Als um 18 Uhr die offiziellen Abstimmungsresultate bekannt gegeben wurden, gingen in Bern und Lausanne einige hundert Personen auf die Strasse. Die weitaus grösste Demonstration fand jedoch in Zürich statt. Hier fanden sich ungefähr 4.000 Personen zusammen, eine Zahl, die sonst nur von der 1. Mai-Kundgebung erreicht wird. Lautstark und sehr kämpferisch zog die Demonstration durch die Zürcher Innenstadt. Normalerweise versucht die Polizei, ein Eindringen von Demonstrationen in die historische Altstadt zu verhindern, was diesmal durch die grosse Anzahl an DemonstrantInnen und die sichtliche Überforderung der Polizei allerdings nicht gelang.
Während des Umzugs wurden in der gesamten Stadt immer wieder Schaufenster eingeschlagen und Parolen gesprayt, so beispielsweise bei der NZZ, einer rechtskonservativen Zeitung. Nachdem die Demonstration ungefähr zwei Stunden unbehelligt und lautstark lief, wurde sie von der Polizei an einem Weiterkommen gehindert. Dazu setzte die Polizei Tränengas, Gummischrot und Wasserwerfer ein, und trieb die Menschen auseinander. Nach einigen hektischen und unübersichtlichen Minuten sammelten sich die Teilnehmenden am Paradeplatz, dem Herzstück der Schweizer Bankenlandschaft, und zogen zurück zum Ausgangspunkt, wo die Kundgebung aufgelöst wurde.
Der Protest der DemonstrantInnen richtete sich gegen die bald gesetzlich verankerte Diskriminierung. Nach der am Sonntag verabschiedeten Vorlage reicht bereits eine Verurteilung wegen Sozialhilfebetrugs oder Drogenbesitzes aus, um ausgewiesen zu werden.
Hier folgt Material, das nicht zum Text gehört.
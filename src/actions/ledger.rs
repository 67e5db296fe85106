//! Ledger check steps
//!
//! These steps submit nothing. They assert that the state an earlier step was
//! supposed to commit is visible before the next collaborator relies on it.

use std::path::PathBuf;
use std::time::Duration;

use async_trait::async_trait;
use serde_json::Value;

use crate::common::{Error, Result};
use crate::ledger::LedgerClient;
use crate::suite::StepOperation;

/// Fails unless the node reports itself healthy
#[derive(Debug, Clone)]
pub struct HealthOperation {
    client: LedgerClient,
}

impl HealthOperation {
    pub fn new(client: LedgerClient) -> Self {
        Self { client }
    }
}

#[async_trait]
impl StepOperation for HealthOperation {
    async fn execute(&self) -> Result<()> {
        let health = self.client.get_health().await?;
        if health != "ok" {
            return Err(Error::Unhealthy(health));
        }
        Ok(())
    }

    fn describe(&self) -> String {
        format!("ledger health at {}", self.client.url())
    }
}

/// Where an awaited account address comes from
#[derive(Debug, Clone)]
pub enum AccountTarget {
    Pubkey(String),
    /// File holding the address, written by an earlier step
    File(PathBuf),
}

impl AccountTarget {
    fn resolve(&self) -> Result<String> {
        match self {
            AccountTarget::Pubkey(key) => Ok(key.clone()),
            AccountTarget::File(path) => {
                let content =
                    std::fs::read_to_string(path).map_err(|e| Error::file_read(path, e))?;
                let key = content.trim();
                if key.is_empty() {
                    return Err(Error::Config(format!(
                        "Pubkey file '{}' is empty",
                        path.display()
                    )));
                }
                Ok(key.to_string())
            }
        }
    }
}

/// Waits for an account to exist at the configured commitment
///
/// Precondition: the address is known (literal, or its file already written).
/// Postcondition: the account exists and, when `owner` is set, belongs to
/// that program.
#[derive(Debug, Clone)]
pub struct AwaitAccountOperation {
    client: LedgerClient,
    target: AccountTarget,
    owner: Option<String>,
    deadline: Duration,
    poll_interval: Duration,
}

impl AwaitAccountOperation {
    pub fn new(
        client: LedgerClient,
        target: AccountTarget,
        deadline: Duration,
        poll_interval: Duration,
    ) -> Self {
        Self {
            client,
            target,
            owner: None,
            deadline,
            poll_interval,
        }
    }

    pub fn owner(mut self, owner: Option<String>) -> Self {
        self.owner = owner;
        self
    }
}

#[async_trait]
impl StepOperation for AwaitAccountOperation {
    async fn execute(&self) -> Result<()> {
        let pubkey = self.target.resolve()?;
        let account = self
            .client
            .wait_for_account(&pubkey, self.deadline, self.poll_interval)
            .await?;

        if let Some(expected) = &self.owner {
            if &account.owner != expected {
                return Err(Error::AccountOwner {
                    pubkey,
                    expected: expected.clone(),
                    actual: account.owner,
                });
            }
        }
        Ok(())
    }

    fn describe(&self) -> String {
        match &self.target {
            AccountTarget::Pubkey(key) => format!("await account {}", key),
            AccountTarget::File(path) => format!("await account from {}", path.display()),
        }
    }
}

/// Calls an arbitrary RPC method; succeeds on any non-error response
#[derive(Debug, Clone)]
pub struct RpcOperation {
    client: LedgerClient,
    method: String,
    params: Value,
    expect_result: Option<Value>,
}

impl RpcOperation {
    pub fn new(client: LedgerClient, method: impl Into<String>, params: Value) -> Self {
        Self {
            client,
            method: method.into(),
            params,
            expect_result: None,
        }
    }

    pub fn expect_result(mut self, expected: Option<Value>) -> Self {
        self.expect_result = expected;
        self
    }
}

#[async_trait]
impl StepOperation for RpcOperation {
    async fn execute(&self) -> Result<()> {
        let result: Value = self.client.call(&self.method, self.params.clone()).await?;
        if let Some(expected) = &self.expect_result {
            if &result != expected {
                return Err(Error::UnexpectedResult {
                    method: self.method.clone(),
                    expected: expected.to_string(),
                    actual: result.to_string(),
                });
            }
        }
        Ok(())
    }

    fn describe(&self) -> String {
        format!("rpc: {}", self.method)
    }
}
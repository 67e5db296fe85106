//! Suite definition files
//!
//! Defines the data structures for deserializing YAML suites.

use serde::Deserialize;
use serde_json::Value;
use std::collections::HashSet;
use std::path::{Path, PathBuf};

use crate::common::{Error, Result};

/// Suite shipped with the binary, used when no file is given
const BUNDLED_SUITE: &str = include_str!("../../suites/onesol.yaml");

/// A complete suite loaded from a YAML file
#[derive(Deserialize, Debug)]
pub struct SuiteDefinition {
    /// Name of the suite
    pub name: String,
    /// Optional description of what the suite verifies
    pub description: Option<String>,
    /// RPC endpoint override for this suite
    pub rpc_url: Option<String>,
    /// Steps in dependency order
    pub steps: Vec<StepDefinition>,
}

/// A named step and the action it performs
#[derive(Deserialize, Debug)]
pub struct StepDefinition {
    pub name: String,
    #[serde(flatten)]
    pub action: StepAction,
}

/// What a step does
#[derive(Deserialize, Debug, Clone, PartialEq)]
#[serde(tag = "action", rename_all = "snake_case")]
pub enum StepAction {
    /// Run an external collaborator command
    Shell {
        command: String,
        /// Overrides `timeouts.shell_step_secs`
        timeout_secs: Option<u64>,
    },
    /// Require the ledger node to report healthy
    LedgerHealth,
    /// Wait for an account created by an earlier step
    AwaitAccount {
        pubkey: Option<String>,
        /// File containing the pubkey, relative to the suite file
        pubkey_file: Option<PathBuf>,
        /// Expected owning program
        owner: Option<String>,
        /// Overrides `timeouts.await_account_secs`
        timeout_secs: Option<u64>,
    },
    /// Call a JSON-RPC method
    Rpc {
        method: String,
        #[serde(default)]
        params: Option<Value>,
        expect_result: Option<Value>,
    },
}

impl StepAction {
    /// Short label used by `list`
    pub fn summary(&self) -> String {
        match self {
            StepAction::Shell { command, .. } => format!("shell: {}", command),
            StepAction::LedgerHealth => "ledger_health".to_string(),
            StepAction::AwaitAccount {
                pubkey, pubkey_file, ..
            } => match (pubkey, pubkey_file) {
                (Some(key), _) => format!("await_account: {}", key),
                (None, Some(file)) => format!("await_account: <{}>", file.display()),
                (None, None) => "await_account".to_string(),
            },
            StepAction::Rpc { method, .. } => format!("rpc: {}", method),
        }
    }
}

/// A validated suite and the directory its relative paths resolve against
#[derive(Debug)]
pub struct LoadedSuite {
    pub definition: SuiteDefinition,
    pub base_dir: PathBuf,
}

impl LoadedSuite {
    /// Load and validate a suite file
    pub fn load(path: &Path) -> Result<Self> {
        let content = std::fs::read_to_string(path).map_err(|e| Error::file_read(path, e))?;
        let base_dir = path
            .parent()
            .filter(|p| !p.as_os_str().is_empty())
            .unwrap_or(Path::new("."))
            .to_path_buf();
        Self::parse(&content, &path.display().to_string(), base_dir)
    }

    /// The bundled 1sol suite, resolved against the current directory
    pub fn bundled() -> Result<Self> {
        Self::parse(BUNDLED_SUITE, "<bundled>", PathBuf::from("."))
    }

    pub fn parse(content: &str, origin: &str, base_dir: PathBuf) -> Result<Self> {
        let definition: SuiteDefinition =
            serde_yaml::from_str(content).map_err(|e| Error::SuiteParse {
                path: origin.to_string(),
                error: e.to_string(),
            })?;
        definition.validate()?;
        Ok(Self {
            definition,
            base_dir,
        })
    }
}

impl SuiteDefinition {
    fn validate(&self) -> Result<()> {
        if self.steps.is_empty() {
            return Err(Error::EmptySuite);
        }
        let mut seen = HashSet::new();
        for step in &self.steps {
            if !seen.insert(step.name.as_str()) {
                return Err(Error::DuplicateStep(step.name.clone()));
            }
        }
        Ok(())
    }
}
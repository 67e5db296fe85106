//! Step definitions
//!
//! A step is a name plus an asynchronous operation. Steps carry no data to
//! one another: a later step relies on the durable ledger state left behind
//! by the earlier ones, so the order of the list is the only dependency
//! declaration.

use std::fmt;
use std::future::Future;

use async_trait::async_trait;

use crate::common::Result;

/// The operation a step performs against the outside world
#[async_trait]
pub trait StepOperation: Send + Sync {
    /// Run the operation to settlement
    async fn execute(&self) -> Result<()>;

    /// Short human-readable description of what the operation does
    fn describe(&self) -> String {
        "custom operation".to_string()
    }
}

/// One named, ordered unit of a suite
pub struct Step {
    name: String,
    operation: Box<dyn StepOperation>,
}

impl Step {
    pub fn new(name: impl Into<String>, operation: impl StepOperation + 'static) -> Self {
        Self {
            name: name.into(),
            operation: Box::new(operation),
        }
    }

    /// Build a step from an async closure
    pub fn from_fn<F, Fut>(name: impl Into<String>, f: F) -> Self
    where
        F: Fn() -> Fut + Send + Sync + 'static,
        Fut: Future<Output = Result<()>> + Send + 'static,
    {
        Self::new(name, FnOperation(f))
    }

    pub fn name(&self) -> &str {
        &self.name
    }

    pub fn operation(&self) -> &dyn StepOperation {
        self.operation.as_ref()
    }
}

impl fmt::Debug for Step {
    fn fmt(&self, f: &mut fmt::Formatter<'_>) -> fmt::Result {
        f.debug_struct("Step")
            .field("name", &self.name)
            .field("operation", &self.operation.describe())
            .finish()
    }
}

struct FnOperation<F>(F);

#[async_trait]
impl<F, Fut> StepOperation for FnOperation<F>
where
    F: Fn() -> Fut + Send + Sync,
    Fut: Future<Output = Result<()>> + Send,
{
    async fn execute(&self) -> Result<()> {
        (self.0)().await
    }
}
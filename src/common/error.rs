//! Error types for the suite runner
//!
//! Step operations surface every failure through this one enum; the runner
//! never inspects the variant, it only carries the error to the process
//! boundary.

use std::io;
use thiserror::Error;

/// Result type alias using our Error type
pub type Result<T> = std::result::Result<T, Error>;

/// Main error type for the suite runner
#[derive(Error, Debug)]
pub enum Error {
    // === Suite Errors ===
    #[error("Suite has no steps. Add at least one entry under 'steps'")]
    EmptySuite,

    #[error("Duplicate step name '{0}' in suite")]
    DuplicateStep(String),

    #[error("Step '{step}' failed: {source}")]
    StepFailed {
        step: String,
        #[source]
        source: Box<Error>,
    },

    // === Collaborator Errors ===
    #[error("Command '{command}' exited with code {code:?}{}", format_stderr(.stderr))]
    CommandFailed {
        command: String,
        code: Option<i32>,
        stderr: String,
    },

    #[error("Command '{command}' timed out after {secs} seconds")]
    CommandTimeout { command: String, secs: u64 },

    #[error("Failed to spawn '{command}': {source}")]
    Spawn {
        command: String,
        #[source]
        source: io::Error,
    },

    /// Failure reported by a custom [`crate::StepOperation`]
    #[error("{0}")]
    Collaborator(String),

    // === Ledger Errors ===
    #[error("Ledger transport error: {0}")]
    Transport(String),

    #[error("Ledger RPC error {code}: {message}")]
    Rpc { code: i64, message: String },

    #[error("Ledger is unhealthy: {0}")]
    Unhealthy(String),

    #[error("Account {pubkey} did not appear within {waited:?}")]
    AccountTimeout {
        pubkey: String,
        waited: std::time::Duration,
    },

    #[error("Account {pubkey} is owned by {actual}, expected {expected}")]
    AccountOwner {
        pubkey: String,
        expected: String,
        actual: String,
    },

    #[error("Unexpected RPC result for '{method}': expected {expected}, got {actual}")]
    UnexpectedResult {
        method: String,
        expected: String,
        actual: String,
    },

    // === Configuration Errors ===
    #[error("Configuration error: {0}")]
    Config(String),

    #[error("Invalid configuration file: {0}")]
    ConfigParse(String),

    #[error("Invalid suite file '{path}': {error}")]
    SuiteParse { path: String, error: String },

    // === IO Errors ===
    #[error("IO error: {0}")]
    Io(#[from] io::Error),

    #[error("Failed to read file '{path}': {error}")]
    FileRead { path: String, error: String },

    // === Serialization Errors ===
    #[error("JSON error: {0}")]
    Json(#[from] serde_json::Error),
}

fn format_stderr(stderr: &str) -> String {
    let trimmed = stderr.trim();
    if trimmed.is_empty() {
        String::new()
    } else {
        format!(": {}", trimmed)
    }
}

impl Error {
    /// Wrap a step's error with the name of the step that raised it
    pub fn step_failed(step: &str, source: Error) -> Self {
        Self::StepFailed {
            step: step.to_string(),
            source: Box::new(source),
        }
    }

    /// Create a file read error for a path
    pub fn file_read(path: &std::path::Path, error: io::Error) -> Self {
        Self::FileRead {
            path: path.display().to_string(),
            error: error.to_string(),
        }
    }
}

impl From<reqwest::Error> for Error {
    fn from(e: reqwest::Error) -> Self {
        Self::Transport(e.to_string())
    }
}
Somit entstehe ein Gesetz, das die Gleichheit untergrabe und je nach Herkunft des Angeklagten unterschiedliche Maßstäbe anwende, monieren die GegnerInnen.
Proteste hatte es bereits im Vorfeld des Referendums gegeben: Die SVP warb mit Schäfchen-Plakaten für die verschärften Ausländergesetze. Darauf zu sehen ist ein weißes Schaf, das ein schwarzes mit einem schwungvollen Tritt ins Hinterteil von der Schweizer Flagge bugsiert. Die Ausschaffungsinitiative wurde von der SVP, einer Partei die sich vom konservativen Lager bis weit nach Rechtsaußen erstreckt, lanciert und mit riesigem finanziellen Aufwand propagiert.
Die Kampagne rund um die Abstimmung ist allerdings nur ein Puzzlestück in einer breiten und langfristig angelegten Kampagne der SVP, die die AusländerInnenpolitik zu ihrem Kernthema erhoben hat und beinahe 30% der Sitze im Schweizer Parlament hält. Interessant ist, dass in ländlichen Gebieten, also genau in jenen Regionen, die einen geringen AusländerInnenanteil aufweisen, die Initiative sehr deutlich angenommen wurde. Einzig in der französischsprachigen Schweiz wurden sowohl die Initiative wie auch der Gegenvorschlag verworfen. Diese klare Linie entlang der Sprachengrenze ist immer wieder zu beobachten, und hängt vor allem mit dem vergleichsweisen grossen Einfluss der Gewerkschaften und der parlamentarischen Linken in dieser Region zusammen.
Diese Tatsache zeigt, dass nur die ArbeiterInnenbewegung eine konsequente Antwort auf die rassistische Hetze der SVP geben kann. Der Aufstieg der SVP insgesamt war nur möglich auf der Grundlage der historischen Krise der Sozialdemokratie (sowohl der Partei wie auch der mit ihr verbundenen Gewerkschaften), die selbst in der wohlhabenden Schweiz immer weniger Spielräume für ihre reformistische Politik vorfinden. Nur der Aufbau einer revolutionären, internationalistischen Strömung in der ArbeiterInnenbewegung kann die Hetze der SVP wirklich aufhalten. Militante Demos gegen rassistische Politik sind wichtig – und wir unterstützen sie überall, wo wir können –, können jedoch wenig zur Veränderung der gesellschaftlichen Kräfteverhältnisse beitragen. Deswegen sehen wir es als die Aufgabe von allen AntirassistInnen und AntikapitalistInnen, am Aufbau einer revolutionären Organisation mit Verankerung in den Betrieben, Schulen und Unis mitzuwirken.